While the Chakram X welcomes foreign mouse switches, the stock ones are great and will last. The included switches are ROG’s micro switches, which are rated for 70-million clicks and have a really satisfying tactile bump and muted sound profile.

Asus has equipped the Chakram X with its new AimPoint optical sensor and it is speedy. The AimPoint optical sensor features a DPI up to 36,000 and a polling rate of 8,000Hz when connected via USB-C. 

Gaming experience

The Chakram X joystick on a wooden desk.
Image used with permission by copyright holder

In order to get the best gaming experience with the Chakram X, I knew that I needed to use it in wired mode, as it enables the 8,000Hz polling. I remember a few years ago, when ROG first announced the Chakram, that one of the things that the company mentioned was the ability to eliminate the need for a controller when flying in a game like Grand Theft Auto.

I thought it’d be fun to load up Rockstar Games’ prized possession and give flying a chance, and it was pretty fun. However, actually using the thumbstick to fly just didn’t feel natural. Even after a couple of hours of use, I kept eyeing my $20 knock-off Xbox controller I got off of Amazon. That’s not a good sign.

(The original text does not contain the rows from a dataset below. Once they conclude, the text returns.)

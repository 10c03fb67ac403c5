//! Detached fire-and-forget tasks.
//!
//! DESIGN
//! ======
//! Telemetry and session persistence must never block or fail the flow that
//! triggered them. Each job runs as its own tokio task; its result is logged
//! and swallowed. When an outcome channel is attached, the result is also
//! reported there so tests can observe what happened.

use std::future::Future;

use tokio::sync::mpsc;
use tracing::debug;

use crate::error::ClientError;
use crate::net::transport::TransportError;

/// Result of one detached job.
#[derive(Debug, Clone, PartialEq, Eq)]
pub struct TaskOutcome {
    pub label: &'static str,
    pub result: Result<(), ClientError>,
}

/// Spawner for detached jobs. Clones share the outcome channel.
#[derive(Clone, Debug, Default)]
pub struct Background {
    outcomes: Option<mpsc::UnboundedSender<TaskOutcome>>,
}

impl Background {
    #[must_use]
    pub fn new() -> Self {
        Self::default()
    }

    /// Spawner that also reports every outcome on the returned receiver.
    #[must_use]
    pub fn with_outcomes() -> (Self, mpsc::UnboundedReceiver<TaskOutcome>) {
        let (tx, rx) = mpsc::unbounded_channel();
        (Self { outcomes: Some(tx) }, rx)
    }

    /// Run `job` without awaiting it. Outside a tokio runtime the job is
    /// dropped and reported as a network failure.
    pub fn spawn<F>(&self, label: &'static str, job: F)
    where
        F: Future<Output = Result<(), ClientError>> + Send + 'static,
    {
        let Ok(handle) = tokio::runtime::Handle::try_current() else {
            debug!(label, "background: no runtime, job dropped");
            self.report(label, Err(TransportError::Network("no async runtime".to_owned()).into()));
            return;
        };
        let this = self.clone();
        handle.spawn(async move {
            let result = job.await;
            this.report(label, result);
        });
    }

    /// Log a finished job and forward it to the outcome channel, if any.
    pub fn report(&self, label: &'static str, result: Result<(), ClientError>) {
        match &result {
            Ok(()) => debug!(label, "background: job finished"),
            Err(e) => debug!(label, error = %e, "background: job failed (ignored)"),
        }
        if let Some(tx) = &self.outcomes {
            let _ = tx.send(TaskOutcome { label, result });
        }
    }
}

#[cfg(test)]
#[path = "background_test.rs"]
mod tests;
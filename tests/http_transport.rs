//! End-to-end checks of `HttpTransport` against a local axum stub.

use std::net::SocketAddr;
use std::sync::Arc;
use std::time::Duration;

use axum::Json;
use axum::Router;
use axum::http::{HeaderMap, StatusCode, header};
use axum::routing::{get, post};
use reqwest::Method;
use scenario_desk::net::api::BackendApi;
use scenario_desk::net::transport::{HttpTransport, Transport, TransportError};
use serde_json::{Value, json};

fn stub_app() -> Router {
    Router::new()
        .route("/api/ai/has_key", get(|| async { Json(json!({ "has_key": true })) }))
        .route("/echo", post(|Json(body): Json<Value>| async move { Json(json!({ "received": body })) }))
        .route("/empty", post(|| async { StatusCode::OK }))
        .route(
            "/api/generate_test_scenarios",
            post(|| async { (StatusCode::SERVICE_UNAVAILABLE, Json(json!({ "error": "AI service down" }))) }),
        )
        .route("/broken", get(|| async { (StatusCode::INTERNAL_SERVER_ERROR, "<html>oops</html>") }))
        .route("/messaged", get(|| async { (StatusCode::BAD_REQUEST, Json(json!({ "message": "Bad input" }))) }))
        .route(
            "/login",
            post(|| async { ([(header::SET_COOKIE, "session=abc123; Path=/")], Json(json!({ "success": true }))) }),
        )
        .route(
            "/whoami",
            get(|headers: HeaderMap| async move {
                let cookie = headers.get(header::COOKIE).and_then(|v| v.to_str().ok()).unwrap_or("").to_owned();
                Json(json!({ "cookie": cookie }))
            }),
        )
        .route(
            "/slow",
            get(|| async {
                tokio::time::sleep(Duration::from_secs(5)).await;
                Json(json!({}))
            }),
        )
}

async fn spawn_stub() -> SocketAddr {
    let listener = tokio::net::TcpListener::bind("127.0.0.1:0").await.unwrap();
    let addr = listener.local_addr().unwrap();
    tokio::spawn(async move {
        axum::serve(listener, stub_app()).await.unwrap();
    });
    addr
}

fn transport(addr: SocketAddr) -> HttpTransport {
    HttpTransport::new(&format!("http://{addr}/"), Duration::from_secs(5), Duration::from_secs(2)).unwrap()
}

#[tokio::test]
async fn success_body_is_decoded() {
    let addr = spawn_stub().await;
    let api = BackendApi::new(Arc::new(transport(addr)));
    assert!(api.has_key().await.unwrap());
}

#[tokio::test]
async fn json_body_is_sent() {
    let addr = spawn_stub().await;
    let value = transport(addr)
        .call(Method::POST, "/echo", Some(json!({ "message": "Hello" })))
        .await
        .unwrap();
    assert_eq!(value, json!({ "received": { "message": "Hello" } }));
}

#[tokio::test]
async fn empty_body_becomes_empty_object() {
    let addr = spawn_stub().await;
    let value = transport(addr).call(Method::POST, "/empty", None).await.unwrap();
    assert_eq!(value, json!({}));
}

#[tokio::test]
async fn error_body_text_is_kept() {
    let addr = spawn_stub().await;
    let err = transport(addr)
        .call(Method::POST, "/api/generate_test_scenarios", Some(json!({ "description": "Do X" })))
        .await
        .unwrap_err();
    assert_eq!(err, TransportError::Application { status: 503, message: "AI service down".to_owned() });
}

#[tokio::test]
async fn message_field_is_used_when_error_is_absent() {
    let addr = spawn_stub().await;
    let err = transport(addr).call(Method::GET, "/messaged", None).await.unwrap_err();
    assert_eq!(err.to_string(), "Bad input");
    assert_eq!(err.status(), Some(400));
}

#[tokio::test]
async fn non_json_error_gets_generic_message() {
    let addr = spawn_stub().await;
    let err = transport(addr).call(Method::GET, "/broken", None).await.unwrap_err();
    assert_eq!(err, TransportError::Application { status: 500, message: "request failed (500)".to_owned() });
}

#[tokio::test]
async fn session_cookie_is_replayed() {
    let addr = spawn_stub().await;
    let transport = transport(addr);
    transport.call(Method::POST, "/login", None).await.unwrap();
    let value = transport.call(Method::GET, "/whoami", None).await.unwrap();
    assert_eq!(value["cookie"], "session=abc123");
}

#[tokio::test]
async fn refused_connection_is_network_error() {
    let listener = tokio::net::TcpListener::bind("127.0.0.1:0").await.unwrap();
    let addr = listener.local_addr().unwrap();
    drop(listener);

    let err = transport(addr).call(Method::GET, "/api/ai/has_key", None).await.unwrap_err();
    assert!(matches!(err, TransportError::Network(_)), "got {err:?}");
    assert!(err.is_network());
}

#[tokio::test]
async fn slow_response_times_out() {
    let addr = spawn_stub().await;
    let transport =
        HttpTransport::new(&format!("http://{addr}"), Duration::from_millis(100), Duration::from_secs(2)).unwrap();
    let err = transport.call(Method::GET, "/slow", None).await.unwrap_err();
    assert_eq!(err, TransportError::Timeout(Duration::from_millis(100)));
}
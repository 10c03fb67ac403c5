//! Client core for a Jira test-scenario helper backend.
//!
//! SYSTEM CONTEXT
//! ==============
//! The backend owns the Jira session and the AI calls. This crate is the
//! client: a JSON transport, best-effort UI telemetry, the AI chat panel, and
//! the ticket selection/generation workflow, each with explicit state that can
//! be driven headlessly.

pub mod background;
pub mod config;
pub mod controller;
pub mod error;
pub mod net;
pub mod repl;
pub mod state;
pub mod telemetry;
pub mod util;
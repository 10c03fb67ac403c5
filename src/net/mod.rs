//! Networking modules for the helper backend.
//!
//! SYSTEM CONTEXT
//! ==============
//! `transport` owns HTTP and error normalization, `api` maps endpoints to
//! typed calls, and `types` defines the shared wire schema.

pub mod api;
pub mod transport;
pub mod types;

#[cfg(test)]
pub(crate) mod test_support;
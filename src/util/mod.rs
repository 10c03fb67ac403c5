//! Pure helpers shared by state and controllers.

pub mod render;
pub mod scenarios;
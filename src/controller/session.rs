//! Jira connection.

use tracing::{info, warn};

use super::{ClientContext, server_text};
use crate::error::{ClientError, ValidationError};
use crate::net::transport::TransportError;
use crate::net::types::JiraUser;

/// Connect the server session to Jira. All three fields are required; a blank
/// one fails before any request is made.
///
/// # Errors
///
/// `MissingConnectFields`, transport failures, or an application error
/// carrying the server message (or `Connection failed (<status>)`).
pub async fn connect(ctx: &ClientContext, jira_url: &str, email: &str, api_token: &str) -> Result<JiraUser, ClientError> {
    let (jira_url, email, api_token) = (jira_url.trim(), email.trim(), api_token.trim());
    if jira_url.is_empty() || email.is_empty() || api_token.is_empty() {
        return Err(ValidationError::MissingConnectFields.into());
    }

    let response = match ctx.bounded(ctx.api.connect(jira_url, email, api_token)).await {
        Ok(response) => response,
        Err(error @ TransportError::Application { status, .. }) => {
            let message = server_text(&error).map_or_else(|| format!("Connection failed ({status})"), str::to_owned);
            warn!(status, %message, "session: connect rejected");
            return Err(TransportError::Application { status, message }.into());
        }
        Err(e) => {
            warn!(error = %e, "session: connect failed");
            return Err(e.into());
        }
    };

    if !response.success {
        let message = response.message.unwrap_or_else(|| "Connection failed (200)".to_owned());
        return Err(TransportError::Application { status: 200, message }.into());
    }

    let user = response.user.unwrap_or_default();
    info!(user = %user.display_name, "session: connected to jira");
    Ok(user)
}

#[cfg(test)]
#[path = "session_test.rs"]
mod tests;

The whole purpose of a joystick is to be more precise by offering 360 degrees of rotation. However, because the thumbstick is located on the side of the mouse, your full range of circulation feels limited. The maneuvers this thumbstick forced my hand into just never felt right.

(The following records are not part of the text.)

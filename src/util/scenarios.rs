//! Scenario list sanitation.
//!
//! AI output often opens with a line like "Here are concise test scenarios:".
//! Those lines are dropped before anything is displayed or written into the
//! selected ticket.

const PREAMBLE_MARKERS: [&str; 2] = ["here are", "test scenario"];

/// True when `line` looks like an introduction rather than a scenario.
#[must_use]
pub fn is_preamble(line: &str) -> bool {
    let lower = line.to_lowercase();
    PREAMBLE_MARKERS.iter().any(|marker| lower.contains(marker))
}

/// Drop preamble-like lines, keeping order. Idempotent.
#[must_use]
pub fn filter_preamble<S: AsRef<str>>(lines: &[S]) -> Vec<String> {
    lines
        .iter()
        .map(AsRef::as_ref)
        .filter(|line| !is_preamble(line))
        .map(str::to_owned)
        .collect()
}

/// `1. first`, `2. second`, ... as shown in the test-case view.
#[must_use]
pub fn numbered(lines: &[String]) -> Vec<String> {
    lines
        .iter()
        .enumerate()
        .map(|(i, line)| format!("{}. {line}", i + 1))
        .collect()
}

#[cfg(test)]
#[path = "scenarios_test.rs"]
mod tests;
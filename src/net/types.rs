//! Wire schema for the helper backend endpoints.
//!
//! Every response struct defaults missing fields so a partially populated
//! body still decodes. Request structs serialize exactly the fields the
//! server reads.

use serde::{Deserialize, Serialize};

// =============================================================================
// TICKETS
// =============================================================================

/// The currently selected ticket as stored in the server session.
#[derive(Clone, Debug, Default, PartialEq, Eq, Serialize, Deserialize)]
pub struct SelectedTicket {
    pub key: String,
    #[serde(default)]
    pub url: String,
    #[serde(default)]
    pub summary: String,
    /// Plain-text description (ADF flattened server-side).
    #[serde(default)]
    pub description: String,
    #[serde(default)]
    pub description_html: Option<String>,
    #[serde(default, alias = "test_scenarios")]
    pub scenarios: Vec<String>,
    #[serde(default, alias = "test_cases")]
    pub generated_test_cases: Vec<String>,
}

/// Identity sent to `/select` when a row is chosen.
#[derive(Clone, Debug, Default, PartialEq, Eq, Serialize)]
pub struct TicketRef {
    pub key: String,
    pub url: String,
    pub summary: String,
}

impl TicketRef {
    /// Fallback ticket when the server confirms without echoing `selected`.
    #[must_use]
    pub fn to_selected(&self) -> SelectedTicket {
        SelectedTicket {
            key: self.key.clone(),
            url: self.url.clone(),
            summary: self.summary.clone(),
            ..SelectedTicket::default()
        }
    }
}

/// One row of the search-result table.
#[derive(Clone, Debug, Default, PartialEq, Eq, Serialize, Deserialize)]
pub struct TicketRow {
    pub key: String,
    #[serde(default)]
    pub summary: String,
    #[serde(default)]
    pub assignee: String,
    #[serde(default)]
    pub status: String,
    #[serde(default)]
    pub url: String,
    #[serde(default)]
    pub issue_type: String,
    #[serde(default)]
    pub updated: Option<String>,
}

// =============================================================================
// REQUESTS
// =============================================================================

#[derive(Debug, Serialize)]
pub struct ConnectRequest<'a> {
    pub jira_url: &'a str,
    pub email: &'a str,
    pub api_token: &'a str,
}

#[derive(Debug, Serialize)]
pub struct SetKeyRequest<'a> {
    pub api_key: &'a str,
}

#[derive(Debug, Serialize)]
pub struct ChatRequest<'a> {
    pub message: &'a str,
}

#[derive(Debug, Serialize)]
pub struct GenerateRequest<'a> {
    pub description: &'a str,
}

#[derive(Debug, Serialize)]
pub struct ManualPromptRequest<'a> {
    pub description: &'a str,
    pub prompt: &'a str,
}

#[derive(Debug, Serialize)]
pub struct StoreTestCasesRequest<'a> {
    pub test_cases: &'a [String],
}

#[derive(Debug, Serialize)]
pub struct ConfirmUpdateRequest<'a> {
    pub updated_content: &'a str,
}

/// Telemetry event posted to `/log_event`.
#[derive(Clone, Debug, PartialEq, Serialize)]
pub struct UiEvent {
    pub category: String,
    pub event: String,
    #[serde(skip_serializing_if = "Option::is_none")]
    pub label: Option<String>,
    #[serde(skip_serializing_if = "Option::is_none")]
    pub extra: Option<serde_json::Value>,
}

impl UiEvent {
    #[must_use]
    pub fn new(category: &str, event: &str) -> Self {
        Self { category: category.to_owned(), event: event.to_owned(), label: None, extra: None }
    }

    #[must_use]
    pub fn with_label(mut self, label: &str) -> Self {
        self.label = Some(label.to_owned());
        self
    }

    #[must_use]
    pub fn with_extra(mut self, extra: serde_json::Value) -> Self {
        self.extra = Some(extra);
        self
    }
}

// =============================================================================
// RESPONSES
// =============================================================================

/// Generic `{success, message?, error?}` acknowledgement.
#[derive(Clone, Debug, Default, PartialEq, Eq, Deserialize)]
pub struct Ack {
    #[serde(default)]
    pub success: bool,
    #[serde(default)]
    pub message: Option<String>,
    #[serde(default)]
    pub error: Option<String>,
}

#[derive(Clone, Debug, Default, PartialEq, Eq, Deserialize)]
pub struct JiraUser {
    #[serde(default, rename = "displayName")]
    pub display_name: String,
    #[serde(default)]
    pub email: String,
}

#[derive(Clone, Debug, Default, Deserialize)]
pub struct ConnectResponse {
    #[serde(default)]
    pub success: bool,
    #[serde(default)]
    pub message: Option<String>,
    #[serde(default)]
    pub user: Option<JiraUser>,
}

#[derive(Clone, Debug, Default, Deserialize)]
pub struct SelectResponse {
    #[serde(default)]
    pub success: bool,
    #[serde(default)]
    pub selected: Option<SelectedTicket>,
}

#[derive(Clone, Debug, Default, Deserialize)]
pub struct RefreshResponse {
    #[serde(default)]
    pub success: bool,
    #[serde(default)]
    pub message: Option<String>,
    #[serde(default)]
    pub results: Vec<TicketRow>,
    #[serde(default)]
    pub selected: Option<SelectedTicket>,
}

#[derive(Clone, Copy, Debug, Default, Deserialize)]
pub struct HasKeyResponse {
    #[serde(default)]
    pub has_key: bool,
}

#[derive(Clone, Debug, Default, Deserialize)]
pub struct ChatResponse {
    #[serde(default)]
    pub response: Option<String>,
    #[serde(default)]
    pub error: Option<String>,
}

#[derive(Clone, Debug, Default, Deserialize)]
pub struct ScenariosResponse {
    #[serde(default)]
    pub scenarios: Option<Vec<String>>,
    #[serde(default)]
    pub error: Option<String>,
}

#[derive(Clone, Copy, Debug, Default, Deserialize)]
pub struct StoreTestCasesResponse {
    #[serde(default)]
    pub stored_count: Option<usize>,
}

#[derive(Clone, Debug, Default, Deserialize)]
pub struct UpdatePreviewResponse {
    #[serde(default)]
    pub success: bool,
    #[serde(default)]
    pub preview: bool,
    #[serde(default)]
    pub current_content: Option<String>,
    #[serde(default)]
    pub updated_content: Option<String>,
    #[serde(default)]
    pub error: Option<String>,
}

#[cfg(test)]
#[path = "types_test.rs"]
mod tests;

Chakram X joystick installed on my desk.
Image used with permission by copyright holder

Even though I didn’t enjoy using the joystick, I did enjoy using the Chakram X like any other mouse because it’s still speedy. Let’s not forget that the Chakram X has a polling rate and DPI that are through the roof, so it’s still very competitive.

Our take

It’s sad to say that I came away disappointed with the Asus ROG Chakram X. Don’t get me wrong, I appreciate how nicely the weight is distributed, the hot-swap sockets, and wicked-fast sensor. But that’s it. The analog stick feels impractical and niche, especially for a mouse of this price.

Are there alternatives?

If you love the idea of a gaming mouse with its own analog stick, this is it.

However, if you want hot-swap sockets, then I’d point you toward the Asus ROG Gladius III Wireless or the Spatha X if you’re looking for a ton of buttons and the switch swapping. Without the joystick and hot-swap sockets, this feels like a slightly faster Logitech G502.

How long will it last?

The ROG Chakram X features a warranty of one year, however, unless you plan on slamming this mouse around, I can assure you it’ll last many years — especially given the fact that you can swap the switches out instantly.

Should you buy it?

No, not for most people. The Chakram X separates itself from almost any other gaming mouse on the market thanks to the joystick. Unless you’re really excited about that feature, though, the Chakram X ends up being too expensive for what it is.